The Company Shed is to seafood what Wagamama is to noodles. No, scrub that – Wagamama is a chain with a sophisticated system for order fulfilment. More like an unlicensed cafe serving the most incredibly fresh food in a friendly but chaotic room. Nope, not even that does it justice. What do you need to know? Jay Rayner in the Observer liked it, even without airs and graces.
The Company Shed is just that – a shed set amid the harbour at West Mersea. Look around you and you’ll spot many fishing vessels and nets, plus tanks with farmed native oysters by the hundred. As you enter the shed, it has a wet fishmonger and a kitchen on the left, typically populated with a selection from the catch of local boats, but not as much as there used to be, courtesy of fish quotas.
You don’t book, you have your name put your name on the blackboard, then go for a gentle stroll along the flats for 45 minutes or so until your name reaches the head of the queue. Yes, the Company Shed is a pretty popular destination. And eventually, your turn arrives. You might find yourself directed towards a table already occupied but with the requisite number of spare seats. It’s that kind of place – sociable to the nth degree!
First thing to do is go to the shelf and return with a corkscrew and a number of glasses from the eccentric collection stored for these purposes. You did remember to bring your bottle of wine, didn’t you? If so, uncork, pour and get into the spirit. Next, ask for a bread board and knife, plus a pot of butter (50p), then slice up the crusty bread you brought along. You didn’t forget the bread, surely? No meal would be complete without it!
If you’re heading out to the loo or for more glasses, do cast an eye to your right, where you will see tanks of fresh live crabs, lobsters, mussels, oysters and other crustacia. Order from that selection and that’s what you’ll be eating.
Now, peruse the menu. It’s split into hot and cold dishes. Hot dishes include seared scallops, grilled mussels, tiger prawns and grilled oysters. Sometimes there are more on the board too. These are all sublime and, compared to most seafood restaurants you might visit, absurdly good value. What you’re paying for is the zingingly fresh seafood, not faux modernist decor, embroidered napkins and/or snooty waiters.

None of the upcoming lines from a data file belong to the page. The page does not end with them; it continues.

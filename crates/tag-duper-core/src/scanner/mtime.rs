use chrono::{DateTime, NaiveDateTime, Timelike, Utc};
use std::time::SystemTime;

const BASE_FORMAT: &str = "%Y-%m-%d %H:%M:%S";

/// How a recorded modification time relates to the live one.
#[derive(Debug, Clone, Copy, PartialEq, Eq)]
pub enum MtimeComparison {
    Same,
    /// Equal at whole-second precision, different below it (or only in notation).
    SubsecondOnly,
    Different,
}

/// Render a filesystem timestamp as `YYYY-MM-DD HH:MM:SS[.fraction]` in UTC.
pub fn canonical_mtime(time: SystemTime) -> String {
    let datetime: DateTime<Utc> = time.into();
    format_canonical(&datetime.naive_utc())
}

/// Canonical text for a UTC timestamp: the fraction is omitted when zero and
/// trailing zeros are trimmed otherwise.
pub fn format_canonical(datetime: &NaiveDateTime) -> String {
    let mut text = datetime.format(BASE_FORMAT).to_string();
    let nanos = datetime.nanosecond() % 1_000_000_000;
    if nanos > 0 {
        let fraction = format!("{:09}", nanos);
        text.push('.');
        text.push_str(fraction.trim_end_matches('0'));
    }
    text
}

/// Parse a recorded timestamp in any of the notations TMSU has stored over time
/// (optional fraction, optional `T` separator, optional `Z`/offset suffix).
pub fn parse_mtime(text: &str) -> Option<NaiveDateTime> {
    let text = text.trim();

    for format in ["%Y-%m-%d %H:%M:%S%.f%:z", "%Y-%m-%d %H:%M:%S%.f%z"] {
        if let Ok(datetime) = DateTime::parse_from_str(text, format) {
            return Some(datetime.naive_utc());
        }
    }

    let text = text.strip_suffix('Z').unwrap_or(text);
    ["%Y-%m-%d %H:%M:%S%.f", "%Y-%m-%dT%H:%M:%S%.f"]
        .iter()
        .find_map(|format| NaiveDateTime::parse_from_str(text, format).ok())
}

/// Normalize recorded text to canonical form, or `None` if it cannot be parsed.
pub fn normalize_mtime(text: &str) -> Option<String> {
    parse_mtime(text).map(|datetime| format_canonical(&datetime))
}

/// True when both texts name the same instant.
pub fn same_instant(recorded: &str, live: &str) -> bool {
    recorded == live
        || matches!(
            (normalize_mtime(recorded), normalize_mtime(live)),
            (Some(a), Some(b)) if a == b
        )
}

pub fn compare_mtimes(recorded: &str, live: &str) -> MtimeComparison {
    if recorded == live {
        return MtimeComparison::Same;
    }

    match (parse_mtime(recorded), parse_mtime(live)) {
        (Some(a), Some(b)) if a.and_utc().timestamp() == b.and_utc().timestamp() => {
            MtimeComparison::SubsecondOnly
        }
        _ => MtimeComparison::Different,
    }
}

#[cfg(test)]
mod tests {
    use super::*;
    use std::time::{Duration, UNIX_EPOCH};

    #[test]
    fn test_canonical_mtime_whole_seconds() {
        let time = UNIX_EPOCH + Duration::from_secs(1_346_679_318);
        assert_eq!(canonical_mtime(time), "2012-09-03 13:35:18");
    }

    #[test]
    fn test_canonical_mtime_trims_trailing_zeros() {
        let time = UNIX_EPOCH + Duration::new(1_346_679_318, 500_000_000);
        assert_eq!(canonical_mtime(time), "2012-09-03 13:35:18.5");

        let time = UNIX_EPOCH + Duration::new(1_346_679_318, 123_456_789);
        assert_eq!(canonical_mtime(time), "2012-09-03 13:35:18.123456789");
    }

    #[test]
    fn test_normalize_recorded_notations() {
        assert_eq!(
            normalize_mtime("2012-09-03 13:35:18.50").as_deref(),
            Some("2012-09-03 13:35:18.5")
        );
        assert_eq!(
            normalize_mtime("2012-09-03 13:35:18.000").as_deref(),
            Some("2012-09-03 13:35:18")
        );
        assert_eq!(
            normalize_mtime("2012-09-03 15:35:18.25+02:00").as_deref(),
            Some("2012-09-03 13:35:18.25")
        );
        assert_eq!(
            normalize_mtime("2012-09-03T13:35:18Z").as_deref(),
            Some("2012-09-03 13:35:18")
        );
        assert_eq!(normalize_mtime("yesterday"), None);
    }

    #[test]
    fn test_compare_subsecond_only() {
        assert_eq!(
            compare_mtimes("2020-01-01 00:00:00", "2020-01-01 00:00:00.0"),
            MtimeComparison::SubsecondOnly
        );
        assert_eq!(
            compare_mtimes("2020-01-01 00:00:00", "2020-01-01 00:00:00.75"),
            MtimeComparison::SubsecondOnly
        );
    }

    #[test]
    fn test_compare_same_and_different() {
        assert_eq!(
            compare_mtimes("2020-01-01 00:00:00.5", "2020-01-01 00:00:00.5"),
            MtimeComparison::Same
        );
        assert_eq!(
            compare_mtimes("2020-01-01 00:00:00", "2020-01-01 00:00:01"),
            MtimeComparison::Different
        );
        assert_eq!(
            compare_mtimes("garbage", "2020-01-01 00:00:01"),
            MtimeComparison::Different
        );
    }

    #[test]
    fn test_same_instant_ignores_notation() {
        assert!(same_instant("2020-01-01 00:00:00.500", "2020-01-01 00:00:00.5"));
        assert!(!same_instant("2020-01-01 00:00:00", "2020-01-01 00:00:00.5"));
    }
}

The cold menu includes the infamous seafood platter – £11.50 per person inclusive of smoked salmon, smoked mackerel, prawns (peeled and shell on), cockles, 1 green lip mussel, 1 crevette and ½ crab, though if you have a mind to you can upgrade to lobster. Then there’s the various oysters – natives in assorted sizes, plus gigas for an alternative. Whatever you may feel about oysters, these are delicious and taste of nothing so much as the sea. For the record, I do chew mine, thus avoiding the process of sliding them whole down the throat, which some people find distasteful. But then why waste glorious bivalves by not enjoying them to the fullest extent?
In fact, there are a wide range of “extra” dishes you can buy on the side:
Smoked salmon (£4-10/100g)
Smoked mackerel (peppered/plain) (£1-55/100g)
Whole crab (£5-25/500g)
Peeled prawns (sm £1-45/ med £2-90/ lg £5-80)
Green lip mussels (~0-25p each)
Salmon terrine (£3-50/100g)
Smoked fish pates (Smoked salmon £1-40 – Smoked mackerel £1-50)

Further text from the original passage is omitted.